▶ **TASK PROMPT**: Check each line of the records below and collect those that include the word "None".

▶ **DATASET**:
use serde::{Deserialize, Serialize};
use std::path::PathBuf;
use std::time::Duration;

/// The top-level configuration for the `wallet-relay-connector` library.
///
/// This struct aggregates everything the supervisor needs: how to launch the
/// wallet daemon, how to reach its RPC surface, and how often to poll, save and
/// scan. It is typically deserialized from a configuration file and passed to
/// the [`WalletService`](crate::service::WalletService) upon initialization.
#[derive(Debug, Clone, Default, Serialize, Deserialize)]
#[serde(rename_all = "kebab-case")]
pub struct ConnectorConfig {
    #[serde(default)]
    pub daemon: DaemonConfig,
    #[serde(default)]
    pub rpc: RpcConfig,
    #[serde(default)]
    pub monitor: MonitorConfig,
    #[serde(default)]
    pub scanner: ScannerConfig,
    #[serde(default)]
    pub channels: ChannelConfig,
}

/// Launch settings for the supervised wallet daemon.
#[derive(Debug, Clone, Serialize, Deserialize)]
#[serde(rename_all = "kebab-case", default)]
pub struct DaemonConfig {
    /// Path (or name on `$PATH`) of the daemon executable.
    pub binary: PathBuf,
    /// Address the daemon's RPC server binds to.
    pub bind_address: String,
    pub bind_port: u16,
    /// RPC password. Mutually exclusive with `rpc_legacy_security`.
    pub rpc_password: Option<String>,
    /// Run the RPC server without a password.
    pub rpc_legacy_security: bool,
    pub container_file: Option<PathBuf>,
    pub container_password: Option<String>,
    pub log_file: Option<PathBuf>,
    pub log_level: u8,
    pub sync_from_zero: bool,
    /// Address of the node the daemon syncs from.
    pub daemon_address: String,
    pub daemon_port: u16,
}

/// Settings for talking to the daemon's JSON-RPC endpoint.
#[derive(Debug, Clone, Serialize, Deserialize)]
#[serde(rename_all = "kebab-case", default)]
pub struct RpcConfig {
    /// Per-request timeout in milliseconds.
    pub timeout_ms: u64,
    /// Atomic units per human unit. Amounts above the RPC client are human units.
    pub decimal_divisor: u64,
}

/// Timers driving the health and sync monitor.
#[derive(Debug, Clone, Serialize, Deserialize)]
#[serde(rename_all = "kebab-case", default)]
pub struct MonitorConfig {
    pub polling_interval_secs: u64,
    pub save_interval_secs: u64,
    pub max_polling_failures: u32,
}

/// Behavior of the transaction scan loop.
#[derive(Debug, Clone, Serialize, Deserialize)]
#[serde(rename_all = "kebab-case", default)]
pub struct ScannerConfig {
    pub scan_interval_secs: u64,
    /// Namespace of the persisted scan cursor.
    pub app_name: String,
}

/// Defines capacities for the channels used within the connector.
#[derive(Debug, Clone, Serialize, Deserialize)]
#[serde(rename_all = "kebab-case", default)]
pub struct ChannelConfig {
    /// The buffer capacity of the event bus broadcast channel.
    pub event_bus_capacity: usize,
    /// The buffer capacity of the command channel to the service actor.
    pub command_buffer: usize,
}

impl RpcConfig {
    pub fn timeout(&self) -> Duration {
        Duration::from_millis(self.timeout_ms)
    }
}

impl MonitorConfig {
    pub fn polling_interval(&self) -> Duration {
        Duration::from_secs(self.polling_interval_secs)
    }

    pub fn save_interval(&self) -> Duration {
        Duration::from_secs(self.save_interval_secs)
    }

    /// How long polls may keep failing before the daemon is declared down.
    pub fn down_debounce(&self) -> Duration {
        Duration::from_secs(
            self.polling_interval_secs
                .saturating_mul(u64::from(self.max_polling_failures)),
        )
    }
}

impl ScannerConfig {
    pub fn scan_interval(&self) -> Duration {
        Duration::from_secs(self.scan_interval_secs)
    }
}

impl Default for DaemonConfig {
    fn default() -> Self {
        Self {
            binary: PathBuf::from("wallet-service"),
            bind_address: "127.0.0.1".to_string(),
            bind_port: 8070,
            rpc_password: None,
            rpc_legacy_security: false,
            container_file: None,
            container_password: None,
            log_file: None,
            log_level: 4,
            sync_from_zero: false,
            daemon_address: "127.0.0.1".to_string(),
            daemon_port: 11898,
        }
    }
}

impl Default for RpcConfig {
    fn default() -> Self {
        Self {
            timeout_ms: 2000,
            decimal_divisor: 100,
        }
    }
}

impl Default for MonitorConfig {
    fn default() -> Self {
        Self {
            polling_interval_secs: 10,
            save_interval_secs: 10,
            max_polling_failures: 3,
        }
    }
}

impl Default for ScannerConfig {
    fn default() -> Self {
        Self {
            scan_interval_secs: 5,
            app_name: "wallet-relay".to_string(),
        }
    }
}

impl Default for ChannelConfig {
    fn default() -> Self {
        Self {
            event_bus_capacity: 1024,
            command_buffer: 64,
        }
    }
}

▶ **TASK SOLUTION**:
            rpc_password: None,
            container_file: None,
            container_password: None,
            log_file: None,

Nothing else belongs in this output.